Kötü niyetli kişiler arabanızın frenlerini kilitleyebilir, mutfak eşyalarınızı zamansız çalıştırabilir, ısıtma/soğutma sisteminizi yanlış çalıştırabilir, televizyonunuzda kamera varsa izinsiz olarak sizi gözetleyebilir. Şu anda çoğu arabanın kontrol bilgisayarı ya da evlerdeki cihazlar internete bağlı değil, ama internete bağlantı sayısı arttıkça, bu tehlike de katlanarak büyüyecek.
Eleştirenler, nesnelerin internetinin kullanımının çok hızlı olarak artmasına rağmen, güvenlik önlemlerinin yeteri kadar hızlı ve etkili geliştirilmediğini iddia ediyorlar.
Çevre ile ilgili endişeler
Elektronik ürünlerin geri dönüştürülmesi, başlı başına bir sorun teşkil ediyor. Modern elektronik cihazlardaki yarıiletkenler, ağır metaller, zehirli kimyasallar bu cihazların tam verimli olarak geri kazanımını çok zorlaştırıyor. Bunun yanında bir de normal çöpe atılarak dönüştürülemeyen çok miktarda cihaz var.
Nesnelerin internetinin her yere girmesi ile daha da çok elektronik atık oluşmasına kesin gözüyle bakılıyor. Bunun nedeni hem elektroniğin her yere girmesi, hem de eski sistemlere göre daha sık yenilenmeye ihtiyaç duyacak olması. Şöyle bir örnek verebilirim; klasik yöntemlerle yapılmış bir evin 20 anahtarı ve 20 prizi olduğunu farzedin. Böyle bir ev, başka koşullar ile yıkılmadıkça bu elektriksel parçalar 40-50 yıl sorunsuz hizmet verebilir, belki 1-2 tanesi değiştirilir. Aynı sayıda anahtar ve prizi olan akıllı bir evde ise, teknoloji ilerledikçe her 5-10 yılda bir bu parçaların değişeceği öngörülüyor. Sırf bu örnekte bile 5 kat fazla elektronik atık karşımıza çıkıyor.
Başka bir yönden bakılırsa, modern elektronik cihazların büyük çoğunluğunun enerji tasarruflu olduğunu da unutmamak gerekiyor.

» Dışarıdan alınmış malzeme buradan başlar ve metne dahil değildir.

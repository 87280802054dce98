//! Property tests for actor invariants

use std::cell::Cell;
use std::panic::{catch_unwind, AssertUnwindSafe};
use std::rc::Rc;

use glam::Vec3;
use npc_runtime::actor::component::{Component, ComponentOwner};
use npc_runtime::actor::{ActorBuilder, ActorRef, ActorTracker, SceneNode};
use npc_runtime::core::config::NpcConfig;
use npc_runtime::core::types::{ActorId, ActorShape};
use npc_runtime::npc::NpcRegistry;
use npc_runtime::world::spawn::SpawnPoints;
use proptest::prelude::*;

/// Counts move-state notifications
struct MoveStateCounter {
    calls: Rc<Cell<usize>>,
}

impl Component for MoveStateCounter {
    fn initialize(&mut self, _owner: &ComponentOwner) {}

    fn on_move_state_changed(&mut self) -> bool {
        self.calls.set(self.calls.get() + 1);
        false
    }
}

fn actor_at(position: Vec3, radius: f32) -> ActorRef {
    let actor = ActorBuilder::new(ActorShape::new(2.0, radius))
        .with_host(SceneNode::new(position))
        .build();
    actor.borrow_mut().initialize(ActorId::new());
    actor
}

fn coord() -> impl Strategy<Value = f32> {
    -100.0f32..100.0
}

proptest! {
    #[test]
    fn initialize_twice_keeps_first_id(_seed in 0u8..8) {
        let actor = ActorBuilder::new(ActorShape::default()).build();
        let first = ActorId::new();
        actor.borrow_mut().initialize(first);

        let result = catch_unwind(AssertUnwindSafe(|| {
            actor.borrow_mut().initialize(ActorId::new());
        }));

        prop_assert!(result.is_err());
        prop_assert_eq!(actor.borrow().id(), Some(first));
    }

    #[test]
    fn facing_is_normalized(
        x in coord(), y in coord(), z in coord(),
        scale in prop::sample::select(vec![1.0e-6f32, 1.0e-4, 1.0e-2, 1.0]),
    ) {
        let direction = Vec3::new(x, y, z) * scale;
        prop_assume!(direction.length_squared() > 1.0e-30);

        let actor = actor_at(Vec3::ZERO, 0.5);
        actor.borrow_mut().set_facing(direction);

        let facing = actor.borrow().facing_direction();
        prop_assert!(facing.abs_diff_eq(direction.normalize(), 1.0e-5));
    }

    #[test]
    fn zero_facing_is_ignored(x in coord(), y in coord(), z in coord()) {
        let direction = Vec3::new(x, y, z);
        prop_assume!(direction.length_squared() > 1.0e-30);

        let actor = actor_at(Vec3::ZERO, 0.5);
        actor.borrow_mut().set_facing(direction);
        let before = actor.borrow().facing_direction();

        actor.borrow_mut().set_facing(Vec3::ZERO);
        prop_assert_eq!(actor.borrow().facing_direction(), before);
    }

    #[test]
    fn move_state_hook_fires_once_per_flip(flags in prop::collection::vec(any::<bool>(), 0..32)) {
        let calls = Rc::new(Cell::new(0));
        let actor = ActorBuilder::new(ActorShape::default())
            .with_generic(MoveStateCounter { calls: calls.clone() })
            .build();
        actor.borrow_mut().initialize(ActorId::new());

        let mut current = false;
        let mut flips = 0;
        for flag in flags {
            if flag != current {
                flips += 1;
                current = flag;
            }
            actor.borrow_mut().set_moving(flag);
        }

        prop_assert_eq!(calls.get(), flips);
        prop_assert_eq!(actor.borrow().is_moving(), current);
    }

    #[test]
    fn collides_matches_planar_distance(
        ax in coord(), ay in coord(), az in coord(),
        bx in coord(), by in coord(), bz in coord(),
        ra in 0.0f32..20.0, rb in 0.0f32..20.0,
    ) {
        let a = actor_at(Vec3::new(ax, ay, az), ra);
        let b = actor_at(Vec3::new(bx, by, bz), rb);

        let dx = bx - ax;
        let dz = bz - az;
        let r = rb + ra;
        let expected = dx * dx + dz * dz < r * r;

        prop_assert_eq!(a.borrow().collides_with(&b.borrow()), expected);
        prop_assert_eq!(b.borrow().collides_with(&a.borrow()), expected);
    }

    #[test]
    fn register_is_idempotent(repeats in 1usize..6) {
        let registry = Rc::new(NpcRegistry::new(NpcConfig::default(), Rc::new(SpawnPoints::new())));
        let actor = ActorBuilder::new(ActorShape::default()).with_tracker(&registry).build();
        let id = ActorId::new();
        actor.borrow_mut().initialize(id);

        for _ in 0..repeats {
            registry.register(id, actor.clone());
        }
        prop_assert_eq!(registry.len(), 1);

        for _ in 0..repeats {
            actor.borrow_mut().on_spawn(None);
        }
        prop_assert_eq!(registry.len(), 1);
    }
}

Geleneksel cihazlara göre enerjiyi, dolayısı ile enerji kaynaklarını daha verimli kullanacaklardır.
İstesek de, istemesek de, nesnelerin interneti her geçen gün hayatımızın daha da fazla içine girecek gibi duruyor. Şöyle bir saydım da, evde internete bağlı cihazlarımın sayısı çoktan iki haneli sayılara ulaşmış :)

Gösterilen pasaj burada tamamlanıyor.